• [Description of the task]
Filter the entries below down to the lines that hold "collections".

• [Data]
*** Block opens ***

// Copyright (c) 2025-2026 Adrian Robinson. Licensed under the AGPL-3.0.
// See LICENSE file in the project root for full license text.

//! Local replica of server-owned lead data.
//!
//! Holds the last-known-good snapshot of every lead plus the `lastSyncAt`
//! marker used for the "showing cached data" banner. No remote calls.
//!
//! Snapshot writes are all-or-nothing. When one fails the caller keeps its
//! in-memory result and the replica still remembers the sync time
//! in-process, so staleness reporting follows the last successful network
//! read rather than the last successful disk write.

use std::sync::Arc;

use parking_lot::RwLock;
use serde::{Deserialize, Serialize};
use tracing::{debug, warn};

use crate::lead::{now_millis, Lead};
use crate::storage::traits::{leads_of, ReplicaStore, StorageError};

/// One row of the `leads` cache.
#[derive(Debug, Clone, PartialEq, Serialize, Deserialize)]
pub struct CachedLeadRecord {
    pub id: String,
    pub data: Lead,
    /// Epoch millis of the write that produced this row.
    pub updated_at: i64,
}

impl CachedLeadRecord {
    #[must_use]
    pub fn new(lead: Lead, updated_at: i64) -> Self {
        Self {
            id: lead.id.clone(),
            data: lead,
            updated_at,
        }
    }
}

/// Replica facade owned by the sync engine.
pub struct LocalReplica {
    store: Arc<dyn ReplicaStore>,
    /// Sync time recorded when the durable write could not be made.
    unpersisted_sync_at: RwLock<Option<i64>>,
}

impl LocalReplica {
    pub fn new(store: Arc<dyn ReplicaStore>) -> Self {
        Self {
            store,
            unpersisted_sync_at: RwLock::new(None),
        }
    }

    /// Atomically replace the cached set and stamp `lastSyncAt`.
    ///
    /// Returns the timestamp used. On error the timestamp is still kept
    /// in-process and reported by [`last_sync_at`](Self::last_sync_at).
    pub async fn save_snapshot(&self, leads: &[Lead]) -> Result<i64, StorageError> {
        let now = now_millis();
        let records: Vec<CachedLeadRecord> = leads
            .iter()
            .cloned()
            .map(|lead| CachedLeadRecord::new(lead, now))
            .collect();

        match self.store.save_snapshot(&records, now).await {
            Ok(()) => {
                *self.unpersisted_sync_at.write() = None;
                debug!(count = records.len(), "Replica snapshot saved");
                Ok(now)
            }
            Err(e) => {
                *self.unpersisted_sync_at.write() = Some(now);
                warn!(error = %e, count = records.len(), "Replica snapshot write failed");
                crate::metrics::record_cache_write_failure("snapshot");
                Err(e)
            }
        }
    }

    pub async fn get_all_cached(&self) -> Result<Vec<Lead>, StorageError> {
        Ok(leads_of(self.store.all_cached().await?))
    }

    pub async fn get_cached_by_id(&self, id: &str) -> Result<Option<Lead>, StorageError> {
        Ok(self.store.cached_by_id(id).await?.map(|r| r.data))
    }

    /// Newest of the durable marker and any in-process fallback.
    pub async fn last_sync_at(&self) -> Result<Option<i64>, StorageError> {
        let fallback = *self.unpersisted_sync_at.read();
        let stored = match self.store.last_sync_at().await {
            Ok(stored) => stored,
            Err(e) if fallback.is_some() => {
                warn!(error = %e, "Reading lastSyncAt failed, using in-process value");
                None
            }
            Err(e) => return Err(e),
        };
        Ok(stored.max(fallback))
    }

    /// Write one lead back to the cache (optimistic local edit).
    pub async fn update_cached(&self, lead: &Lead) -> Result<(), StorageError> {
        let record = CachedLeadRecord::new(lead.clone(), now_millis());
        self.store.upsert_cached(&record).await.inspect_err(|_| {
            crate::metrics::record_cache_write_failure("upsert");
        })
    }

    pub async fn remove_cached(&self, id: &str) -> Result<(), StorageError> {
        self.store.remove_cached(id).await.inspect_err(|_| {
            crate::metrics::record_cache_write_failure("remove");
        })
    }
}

*** Block closes ***
*** Block opens ***

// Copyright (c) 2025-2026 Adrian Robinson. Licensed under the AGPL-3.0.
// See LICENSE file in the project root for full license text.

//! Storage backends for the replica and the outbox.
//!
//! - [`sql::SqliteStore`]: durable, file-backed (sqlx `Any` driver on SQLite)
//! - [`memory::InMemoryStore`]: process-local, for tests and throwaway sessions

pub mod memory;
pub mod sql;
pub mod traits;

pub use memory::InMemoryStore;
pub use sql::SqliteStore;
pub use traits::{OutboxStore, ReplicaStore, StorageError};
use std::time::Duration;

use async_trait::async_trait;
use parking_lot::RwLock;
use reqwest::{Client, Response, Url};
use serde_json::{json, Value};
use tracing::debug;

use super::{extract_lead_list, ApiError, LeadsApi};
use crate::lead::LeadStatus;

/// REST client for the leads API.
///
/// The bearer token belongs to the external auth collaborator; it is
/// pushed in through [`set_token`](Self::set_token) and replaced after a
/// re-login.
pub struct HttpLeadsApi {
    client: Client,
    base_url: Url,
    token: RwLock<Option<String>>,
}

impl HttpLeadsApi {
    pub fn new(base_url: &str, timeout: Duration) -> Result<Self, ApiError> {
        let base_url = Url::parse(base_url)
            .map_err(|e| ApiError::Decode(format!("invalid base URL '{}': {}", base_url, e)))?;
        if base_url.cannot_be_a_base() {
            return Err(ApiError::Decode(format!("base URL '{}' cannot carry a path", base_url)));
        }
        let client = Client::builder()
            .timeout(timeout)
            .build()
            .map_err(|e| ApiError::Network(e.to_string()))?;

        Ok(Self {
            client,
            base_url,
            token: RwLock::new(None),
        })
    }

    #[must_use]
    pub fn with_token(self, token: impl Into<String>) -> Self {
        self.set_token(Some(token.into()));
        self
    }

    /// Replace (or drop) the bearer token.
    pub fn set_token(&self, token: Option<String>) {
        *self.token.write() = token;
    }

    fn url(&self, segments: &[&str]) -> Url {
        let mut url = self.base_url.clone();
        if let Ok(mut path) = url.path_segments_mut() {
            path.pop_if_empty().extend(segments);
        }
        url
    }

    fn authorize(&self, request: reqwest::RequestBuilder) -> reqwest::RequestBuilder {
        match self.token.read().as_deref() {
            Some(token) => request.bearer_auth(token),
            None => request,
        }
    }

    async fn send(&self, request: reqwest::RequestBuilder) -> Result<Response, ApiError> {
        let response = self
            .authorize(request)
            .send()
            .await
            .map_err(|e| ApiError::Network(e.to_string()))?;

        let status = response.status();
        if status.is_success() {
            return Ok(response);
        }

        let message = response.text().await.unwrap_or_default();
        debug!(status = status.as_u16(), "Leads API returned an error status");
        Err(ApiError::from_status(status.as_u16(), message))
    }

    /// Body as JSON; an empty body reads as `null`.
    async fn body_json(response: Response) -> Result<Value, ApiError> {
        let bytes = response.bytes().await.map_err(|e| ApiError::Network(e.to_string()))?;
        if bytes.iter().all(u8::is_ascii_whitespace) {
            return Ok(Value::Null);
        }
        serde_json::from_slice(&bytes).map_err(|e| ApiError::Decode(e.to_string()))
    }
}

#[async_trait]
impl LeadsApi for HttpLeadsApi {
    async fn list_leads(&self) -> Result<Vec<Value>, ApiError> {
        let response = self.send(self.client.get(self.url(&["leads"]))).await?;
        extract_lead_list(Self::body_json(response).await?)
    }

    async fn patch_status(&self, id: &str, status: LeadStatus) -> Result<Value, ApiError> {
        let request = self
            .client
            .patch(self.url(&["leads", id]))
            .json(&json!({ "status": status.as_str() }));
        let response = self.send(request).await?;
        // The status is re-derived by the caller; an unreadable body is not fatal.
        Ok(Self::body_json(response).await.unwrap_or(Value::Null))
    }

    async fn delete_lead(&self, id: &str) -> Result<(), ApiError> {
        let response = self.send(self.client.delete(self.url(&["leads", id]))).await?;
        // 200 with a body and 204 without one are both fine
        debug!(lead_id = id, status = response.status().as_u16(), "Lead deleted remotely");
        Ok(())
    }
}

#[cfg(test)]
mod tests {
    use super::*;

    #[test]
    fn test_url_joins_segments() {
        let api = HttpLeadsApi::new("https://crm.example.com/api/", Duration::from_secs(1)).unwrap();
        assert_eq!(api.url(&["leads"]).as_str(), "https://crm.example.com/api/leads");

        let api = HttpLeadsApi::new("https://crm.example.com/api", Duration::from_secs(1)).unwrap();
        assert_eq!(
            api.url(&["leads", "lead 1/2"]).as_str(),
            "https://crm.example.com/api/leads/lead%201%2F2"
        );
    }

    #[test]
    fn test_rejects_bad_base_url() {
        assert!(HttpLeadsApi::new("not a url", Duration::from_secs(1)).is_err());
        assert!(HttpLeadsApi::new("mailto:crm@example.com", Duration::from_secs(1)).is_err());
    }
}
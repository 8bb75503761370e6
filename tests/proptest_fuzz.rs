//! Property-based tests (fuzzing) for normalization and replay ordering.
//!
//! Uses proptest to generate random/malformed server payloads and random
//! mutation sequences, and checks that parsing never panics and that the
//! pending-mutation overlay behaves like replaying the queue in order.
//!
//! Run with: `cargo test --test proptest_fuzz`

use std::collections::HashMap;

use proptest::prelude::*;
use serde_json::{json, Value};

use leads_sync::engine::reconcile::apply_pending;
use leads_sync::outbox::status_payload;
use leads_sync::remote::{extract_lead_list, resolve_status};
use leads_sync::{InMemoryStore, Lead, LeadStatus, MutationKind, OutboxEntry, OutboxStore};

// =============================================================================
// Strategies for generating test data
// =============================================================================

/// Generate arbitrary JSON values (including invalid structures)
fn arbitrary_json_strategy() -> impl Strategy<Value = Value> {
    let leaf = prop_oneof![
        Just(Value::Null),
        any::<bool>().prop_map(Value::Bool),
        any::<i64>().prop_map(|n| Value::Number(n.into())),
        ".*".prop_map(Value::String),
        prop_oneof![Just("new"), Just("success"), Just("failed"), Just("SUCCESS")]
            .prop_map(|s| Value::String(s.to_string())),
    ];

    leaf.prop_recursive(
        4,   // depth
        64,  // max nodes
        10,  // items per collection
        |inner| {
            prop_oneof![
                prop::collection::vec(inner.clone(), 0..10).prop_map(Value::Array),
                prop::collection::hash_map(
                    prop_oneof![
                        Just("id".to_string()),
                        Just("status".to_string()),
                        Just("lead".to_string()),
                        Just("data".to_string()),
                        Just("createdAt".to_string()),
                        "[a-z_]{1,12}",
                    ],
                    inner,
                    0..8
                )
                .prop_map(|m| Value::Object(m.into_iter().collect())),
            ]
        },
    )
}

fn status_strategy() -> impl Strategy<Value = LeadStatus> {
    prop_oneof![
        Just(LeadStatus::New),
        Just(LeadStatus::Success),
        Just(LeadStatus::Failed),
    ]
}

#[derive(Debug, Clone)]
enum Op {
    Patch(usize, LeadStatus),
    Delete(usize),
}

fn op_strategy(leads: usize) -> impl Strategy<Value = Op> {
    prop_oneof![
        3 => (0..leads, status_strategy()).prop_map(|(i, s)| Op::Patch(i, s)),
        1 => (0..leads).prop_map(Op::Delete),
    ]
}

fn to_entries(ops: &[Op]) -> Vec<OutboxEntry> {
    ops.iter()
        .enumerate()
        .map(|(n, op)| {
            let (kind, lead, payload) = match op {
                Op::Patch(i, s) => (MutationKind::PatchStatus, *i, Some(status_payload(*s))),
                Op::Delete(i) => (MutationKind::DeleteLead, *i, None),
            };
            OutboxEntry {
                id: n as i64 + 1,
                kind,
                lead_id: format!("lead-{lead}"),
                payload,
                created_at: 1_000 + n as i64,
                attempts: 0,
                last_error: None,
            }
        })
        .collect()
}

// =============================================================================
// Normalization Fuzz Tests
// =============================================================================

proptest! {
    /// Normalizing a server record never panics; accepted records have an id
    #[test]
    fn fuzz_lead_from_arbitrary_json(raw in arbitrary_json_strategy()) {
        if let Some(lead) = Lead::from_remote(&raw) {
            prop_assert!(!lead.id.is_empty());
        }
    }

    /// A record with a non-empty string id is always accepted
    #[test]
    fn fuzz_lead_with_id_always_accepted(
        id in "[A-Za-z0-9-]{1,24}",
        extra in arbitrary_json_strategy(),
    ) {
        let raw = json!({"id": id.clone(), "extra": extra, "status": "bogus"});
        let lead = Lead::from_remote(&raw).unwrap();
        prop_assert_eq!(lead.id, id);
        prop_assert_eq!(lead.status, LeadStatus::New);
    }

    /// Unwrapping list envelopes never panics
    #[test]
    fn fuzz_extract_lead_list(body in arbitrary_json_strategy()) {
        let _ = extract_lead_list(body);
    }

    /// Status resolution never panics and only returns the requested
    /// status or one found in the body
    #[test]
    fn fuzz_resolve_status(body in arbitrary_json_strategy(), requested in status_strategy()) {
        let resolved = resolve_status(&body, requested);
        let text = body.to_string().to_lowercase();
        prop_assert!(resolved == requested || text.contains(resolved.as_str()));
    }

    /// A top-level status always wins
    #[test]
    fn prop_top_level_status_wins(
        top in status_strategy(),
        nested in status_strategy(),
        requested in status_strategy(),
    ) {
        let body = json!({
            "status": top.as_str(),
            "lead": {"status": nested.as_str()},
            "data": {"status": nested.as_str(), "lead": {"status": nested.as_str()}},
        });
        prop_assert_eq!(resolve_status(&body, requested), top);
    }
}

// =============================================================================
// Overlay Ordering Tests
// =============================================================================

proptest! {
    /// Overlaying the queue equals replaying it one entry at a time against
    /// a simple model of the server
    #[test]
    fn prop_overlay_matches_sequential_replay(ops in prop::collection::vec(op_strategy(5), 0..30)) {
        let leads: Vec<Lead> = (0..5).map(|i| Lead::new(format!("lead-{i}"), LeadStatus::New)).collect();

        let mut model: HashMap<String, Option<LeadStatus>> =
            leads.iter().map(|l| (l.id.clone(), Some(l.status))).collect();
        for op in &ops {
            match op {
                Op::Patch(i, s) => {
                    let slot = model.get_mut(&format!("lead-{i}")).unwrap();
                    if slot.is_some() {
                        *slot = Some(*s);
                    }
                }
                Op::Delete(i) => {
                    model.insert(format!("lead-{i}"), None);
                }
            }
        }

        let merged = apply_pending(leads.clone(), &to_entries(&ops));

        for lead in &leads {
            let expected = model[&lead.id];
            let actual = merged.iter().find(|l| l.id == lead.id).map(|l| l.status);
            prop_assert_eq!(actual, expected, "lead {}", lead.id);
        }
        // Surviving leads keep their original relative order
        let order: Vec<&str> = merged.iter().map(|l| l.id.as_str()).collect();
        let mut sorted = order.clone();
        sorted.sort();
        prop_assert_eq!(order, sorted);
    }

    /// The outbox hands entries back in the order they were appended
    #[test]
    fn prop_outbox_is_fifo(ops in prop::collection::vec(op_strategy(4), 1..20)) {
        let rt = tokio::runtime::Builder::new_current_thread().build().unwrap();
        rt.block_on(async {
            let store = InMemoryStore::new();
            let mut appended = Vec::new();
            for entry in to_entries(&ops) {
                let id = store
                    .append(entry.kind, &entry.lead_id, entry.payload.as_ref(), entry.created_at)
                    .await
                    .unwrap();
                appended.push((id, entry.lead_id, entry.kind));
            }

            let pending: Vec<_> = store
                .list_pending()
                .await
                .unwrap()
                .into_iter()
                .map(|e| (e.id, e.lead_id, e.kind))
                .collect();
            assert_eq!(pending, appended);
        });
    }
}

*** Block closes ***
*** Block opens ***

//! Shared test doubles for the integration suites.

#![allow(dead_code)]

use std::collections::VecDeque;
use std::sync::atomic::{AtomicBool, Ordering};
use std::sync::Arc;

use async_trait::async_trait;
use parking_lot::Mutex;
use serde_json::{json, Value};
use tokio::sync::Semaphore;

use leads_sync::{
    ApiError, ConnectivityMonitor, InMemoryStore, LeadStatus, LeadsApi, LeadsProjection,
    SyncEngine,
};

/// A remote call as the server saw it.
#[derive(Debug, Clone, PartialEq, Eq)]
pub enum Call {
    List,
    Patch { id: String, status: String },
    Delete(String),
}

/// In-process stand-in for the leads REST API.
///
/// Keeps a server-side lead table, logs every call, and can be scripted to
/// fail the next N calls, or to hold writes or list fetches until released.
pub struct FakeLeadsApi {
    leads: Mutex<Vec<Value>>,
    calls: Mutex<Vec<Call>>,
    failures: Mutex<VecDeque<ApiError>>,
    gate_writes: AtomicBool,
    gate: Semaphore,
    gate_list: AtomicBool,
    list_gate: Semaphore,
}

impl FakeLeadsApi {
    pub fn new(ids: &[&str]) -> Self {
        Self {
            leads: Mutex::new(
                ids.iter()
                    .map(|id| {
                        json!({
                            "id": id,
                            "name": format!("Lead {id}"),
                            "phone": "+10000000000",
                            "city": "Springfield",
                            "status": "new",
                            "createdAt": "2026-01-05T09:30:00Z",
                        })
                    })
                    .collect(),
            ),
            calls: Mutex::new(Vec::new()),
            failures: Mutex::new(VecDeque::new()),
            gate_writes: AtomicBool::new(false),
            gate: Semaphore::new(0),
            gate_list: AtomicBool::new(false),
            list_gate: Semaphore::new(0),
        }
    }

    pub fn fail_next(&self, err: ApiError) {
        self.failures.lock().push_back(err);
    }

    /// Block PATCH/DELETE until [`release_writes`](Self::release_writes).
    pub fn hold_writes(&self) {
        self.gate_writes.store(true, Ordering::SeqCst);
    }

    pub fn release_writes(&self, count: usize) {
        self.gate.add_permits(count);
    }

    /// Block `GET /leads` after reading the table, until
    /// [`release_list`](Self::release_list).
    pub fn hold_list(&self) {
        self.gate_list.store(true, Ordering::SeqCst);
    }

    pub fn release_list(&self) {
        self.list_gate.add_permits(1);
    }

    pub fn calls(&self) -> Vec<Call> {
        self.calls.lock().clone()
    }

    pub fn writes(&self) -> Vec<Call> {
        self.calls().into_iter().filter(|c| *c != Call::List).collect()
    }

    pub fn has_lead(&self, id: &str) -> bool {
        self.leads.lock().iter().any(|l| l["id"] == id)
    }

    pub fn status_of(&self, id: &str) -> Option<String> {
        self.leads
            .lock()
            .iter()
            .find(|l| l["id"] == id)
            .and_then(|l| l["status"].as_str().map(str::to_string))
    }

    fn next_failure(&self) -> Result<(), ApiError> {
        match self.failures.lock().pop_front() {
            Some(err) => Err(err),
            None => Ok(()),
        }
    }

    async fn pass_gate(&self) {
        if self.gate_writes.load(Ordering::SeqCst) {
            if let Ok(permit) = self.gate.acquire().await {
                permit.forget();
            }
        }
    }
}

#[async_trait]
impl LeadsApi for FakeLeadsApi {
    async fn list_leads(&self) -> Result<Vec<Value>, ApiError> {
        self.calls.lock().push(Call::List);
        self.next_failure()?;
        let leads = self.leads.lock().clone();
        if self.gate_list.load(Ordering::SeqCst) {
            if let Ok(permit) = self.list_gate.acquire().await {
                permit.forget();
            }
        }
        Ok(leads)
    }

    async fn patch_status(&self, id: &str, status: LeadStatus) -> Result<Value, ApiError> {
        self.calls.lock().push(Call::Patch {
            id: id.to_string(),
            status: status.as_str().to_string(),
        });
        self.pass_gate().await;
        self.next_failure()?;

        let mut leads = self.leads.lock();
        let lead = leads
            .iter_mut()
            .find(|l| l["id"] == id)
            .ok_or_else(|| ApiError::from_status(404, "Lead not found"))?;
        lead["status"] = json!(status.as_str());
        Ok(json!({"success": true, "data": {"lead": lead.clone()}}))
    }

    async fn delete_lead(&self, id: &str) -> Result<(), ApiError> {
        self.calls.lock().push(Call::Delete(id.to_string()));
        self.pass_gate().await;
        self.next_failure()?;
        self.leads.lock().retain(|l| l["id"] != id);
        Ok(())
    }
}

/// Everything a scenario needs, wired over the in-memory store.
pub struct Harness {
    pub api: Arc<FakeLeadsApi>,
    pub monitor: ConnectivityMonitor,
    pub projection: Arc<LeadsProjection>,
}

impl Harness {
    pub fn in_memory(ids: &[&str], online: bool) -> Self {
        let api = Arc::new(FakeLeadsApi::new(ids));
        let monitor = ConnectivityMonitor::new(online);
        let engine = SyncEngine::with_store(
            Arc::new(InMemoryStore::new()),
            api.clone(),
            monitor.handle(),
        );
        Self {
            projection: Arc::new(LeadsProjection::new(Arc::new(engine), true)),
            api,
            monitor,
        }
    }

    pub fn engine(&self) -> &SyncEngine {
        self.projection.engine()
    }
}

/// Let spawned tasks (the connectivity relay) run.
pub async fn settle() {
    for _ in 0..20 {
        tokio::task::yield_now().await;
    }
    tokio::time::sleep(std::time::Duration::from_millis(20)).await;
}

*** Block closes ***

• [Answer for the task]
use std::collections::HashMap;
use std::collections::VecDeque;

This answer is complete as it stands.